Many investors simply avoid Ecuador on principle, well aware of
its history of default, corruption and chaos. Every time it seems
as though the country has found a path to sustainable growth, it
inevitably loses its way surprisingly quickly. This time around,
investors and analysts are struggling to comprehend the sudden
change in the outgoing president's behaviour.
For the first two years of his term in office Noboa was Dr
Jekyll. An unassuming devout Catholic, he just happened to be
vice-president when Gutierrez ousted president Jamil Mahuad in a
short-lived coup. One day later, with the return of constitutional
rule, Noboa became president and took upon himself the task of
getting Ecuador's act together without bowing to any political
interests.
Over the past year, however, Noboa seemed to visibly give up the
fight, in a move most often explained by new-found political
ambition. With a determination to secure a future political career
for himself, Noboa's Mr Hyde side emerged. Fiscal responsibility
and the expenditure of political capital was out; caving in to
congress and expenditure of non-existent dollars was in.
Public-sector wages went up by an astonishing 55%, or $750 million
- and not in the form of one-off bonuses either. Gutierrez now
faces a monthly payroll that is well beyond what the government can
afford and that he is politically incapable of reducing. Cutting
wages, after all, is the most difficult thing for any politician to
do.
Black hole in the national
accounts
And in a final act of what can only be considered scorched-earth
politics, Noboa raised $245 million in December by selling forward
oil contracts - basically pledging more than 20% of 2003's oil
production in order to pay arrears on 2002's bloated wage bill.

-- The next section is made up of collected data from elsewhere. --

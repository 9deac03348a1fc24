//! Tile pattern resolver — picks the soil texture for every tilled cell from
//! which of its four cardinal neighbours are tilled too.
//!
//! The rules are evaluated in order and the last one that matches wins. Every
//! rule after `Cross` pins all four sides, so the table is also an exact
//! lookup; keep the order anyway when adding rules that leave a side free.

use serde::{Deserialize, Serialize};

use crate::shared::*;
use super::grid::SoilGrid;

// ─────────────────────────────────────────────────────────────────────────────
// Variants
// ─────────────────────────────────────────────────────────────────────────────

/// Visual shape of a tilled tile. Names describe where the tile's open
/// (untilled) borders are, matching the texture file keys.
#[derive(Debug, Clone, Copy, PartialEq, Eq, Hash, PartialOrd, Ord, Serialize, Deserialize)]
pub enum SoilVariant {
    /// `o`: no tilled neighbours.
    Isolated,
    /// `x`: tilled on all four sides.
    Cross,
    /// `l`: left end of a horizontal strip.
    Left,
    /// `r`: right end of a horizontal strip.
    Right,
    /// `lr`: middle of a horizontal strip.
    Horizontal,
    /// `t`: top end of a vertical strip.
    Top,
    /// `b`: bottom end of a vertical strip.
    Bottom,
    /// `tb`: middle of a vertical strip.
    Vertical,
    TopLeft,
    TopRight,
    BottomLeft,
    BottomRight,
    /// `tbr`: vertical strip with a branch to the right.
    TeeRight,
    /// `tbl`: vertical strip with a branch to the left.
    TeeLeft,
    /// `lrt`: horizontal strip with a branch downward (top edge open).
    TeeTop,
    /// `lrb`: horizontal strip with a branch upward (bottom edge open).
    TeeBottom,
}

impl SoilVariant {
    pub const ALL: [SoilVariant; 16] = [
        SoilVariant::Isolated,
        SoilVariant::Cross,
        SoilVariant::Left,
        SoilVariant::Right,
        SoilVariant::Horizontal,
        SoilVariant::Top,
        SoilVariant::Bottom,
        SoilVariant::Vertical,
        SoilVariant::TopLeft,
        SoilVariant::TopRight,
        SoilVariant::BottomLeft,
        SoilVariant::BottomRight,
        SoilVariant::TeeRight,
        SoilVariant::TeeLeft,
        SoilVariant::TeeTop,
        SoilVariant::TeeBottom,
    ];

    /// Texture key, e.g. `soil/lr.png`.
    pub fn key(self) -> &'static str {
        match self {
            SoilVariant::Isolated => "o",
            SoilVariant::Cross => "x",
            SoilVariant::Left => "l",
            SoilVariant::Right => "r",
            SoilVariant::Horizontal => "lr",
            SoilVariant::Top => "t",
            SoilVariant::Bottom => "b",
            SoilVariant::Vertical => "tb",
            SoilVariant::TopLeft => "tl",
            SoilVariant::TopRight => "tr",
            SoilVariant::BottomLeft => "bl",
            SoilVariant::BottomRight => "br",
            SoilVariant::TeeRight => "tbr",
            SoilVariant::TeeLeft => "tbl",
            SoilVariant::TeeTop => "lrt",
            SoilVariant::TeeBottom => "lrb",
        }
    }
}

// ─────────────────────────────────────────────────────────────────────────────
// Neighbour rules
// ─────────────────────────────────────────────────────────────────────────────

#[derive(Debug, Clone, Copy, Default, PartialEq, Eq, Hash)]
pub struct Neighbors {
    pub top: bool,
    pub bottom: bool,
    pub left: bool,
    pub right: bool,
}

impl Neighbors {
    pub const fn new(top: bool, bottom: bool, left: bool, right: bool) -> Self {
        Self { top, bottom, left, right }
    }

    pub fn of(grid: &SoilGrid, pos: GridPos) -> Self {
        Self {
            top: grid.is_tilled_offset(pos, -1, 0),
            bottom: grid.is_tilled_offset(pos, 1, 0),
            left: grid.is_tilled_offset(pos, 0, -1),
            right: grid.is_tilled_offset(pos, 0, 1),
        }
    }
}

/// A rule matches when every `required` side is tilled and no `forbidden` side is.
struct Rule {
    required: Neighbors,
    forbidden: Neighbors,
    variant: SoilVariant,
}

impl Rule {
    fn matches(&self, n: Neighbors) -> bool {
        let side = |req: bool, forb: bool, actual: bool| (!req || actual) && !(forb && actual);
        side(self.required.top, self.forbidden.top, n.top)
            && side(self.required.bottom, self.forbidden.bottom, n.bottom)
            && side(self.required.left, self.forbidden.left, n.left)
            && side(self.required.right, self.forbidden.right, n.right)
    }
}

const fn rule(
    top: Option<bool>,
    bottom: Option<bool>,
    left: Option<bool>,
    right: Option<bool>,
    variant: SoilVariant,
) -> Rule {
    const fn req(side: Option<bool>) -> bool {
        matches!(side, Some(true))
    }
    const fn forb(side: Option<bool>) -> bool {
        matches!(side, Some(false))
    }
    Rule {
        required: Neighbors::new(req(top), req(bottom), req(left), req(right)),
        forbidden: Neighbors::new(forb(top), forb(bottom), forb(left), forb(right)),
        variant,
    }
}

const Y: Option<bool> = Some(true);
const N: Option<bool> = Some(false);

//                      top bottom left right
const RULES: [Rule; 15] = [
    // all sides
    rule(Y, Y, Y, Y, SoilVariant::Cross),
    // horizontal only
    rule(N, N, Y, N, SoilVariant::Right),
    rule(N, N, N, Y, SoilVariant::Left),
    rule(N, N, Y, Y, SoilVariant::Horizontal),
    // vertical only
    rule(Y, N, N, N, SoilVariant::Bottom),
    rule(N, Y, N, N, SoilVariant::Top),
    rule(Y, Y, N, N, SoilVariant::Vertical),
    // corners
    rule(N, Y, Y, N, SoilVariant::TopRight),
    rule(Y, N, Y, N, SoilVariant::BottomRight),
    rule(N, Y, N, Y, SoilVariant::TopLeft),
    rule(Y, N, N, Y, SoilVariant::BottomLeft),
    // T shapes
    rule(Y, Y, N, Y, SoilVariant::TeeRight),
    rule(Y, Y, Y, N, SoilVariant::TeeLeft),
    rule(N, Y, Y, Y, SoilVariant::TeeTop),
    rule(Y, N, Y, Y, SoilVariant::TeeBottom),
];

/// Variant for a tilled cell with the given neighbours.
pub fn resolve_variant(neighbors: Neighbors) -> SoilVariant {
    RULES
        .iter()
        .filter(|rule| rule.matches(neighbors))
        .last()
        .map_or(SoilVariant::Isolated, |rule| rule.variant)
}

// ─────────────────────────────────────────────────────────────────────────────
// Whole-grid layout
// ─────────────────────────────────────────────────────────────────────────────

#[derive(Debug, Clone, Copy, PartialEq, Eq)]
pub struct SoilTilePlacement {
    pub pos: GridPos,
    pub variant: SoilVariant,
}

/// One placement per tilled cell, in row-major order. Pure function of the grid.
pub fn resolve_layout(grid: &SoilGrid) -> Vec<SoilTilePlacement> {
    grid.tilled_cells()
        .map(|pos| SoilTilePlacement {
            pos,
            variant: resolve_variant(Neighbors::of(grid, pos)),
        })
        .collect()
}

// ─────────────────────────────────────────────────────────────────────────────
// Tests
// ─────────────────────────────────────────────────────────────────────────────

This was done after the election of Gutierrez, in the face of
Gutierrez's explicit condemnation, and also in probable violation
of domestic law and Ecuador's international bond documentation.
It also queered the pitch for crucial negotiations between the
new government and the IMF, which has had a long-standing
non-negotiable opposition to any use of oil money for general
fiscal expenditure. Now that Ecuador looks as if it is in technical
default on its global bonds, it's hard to see how a payment default
can be put off for more than a few months.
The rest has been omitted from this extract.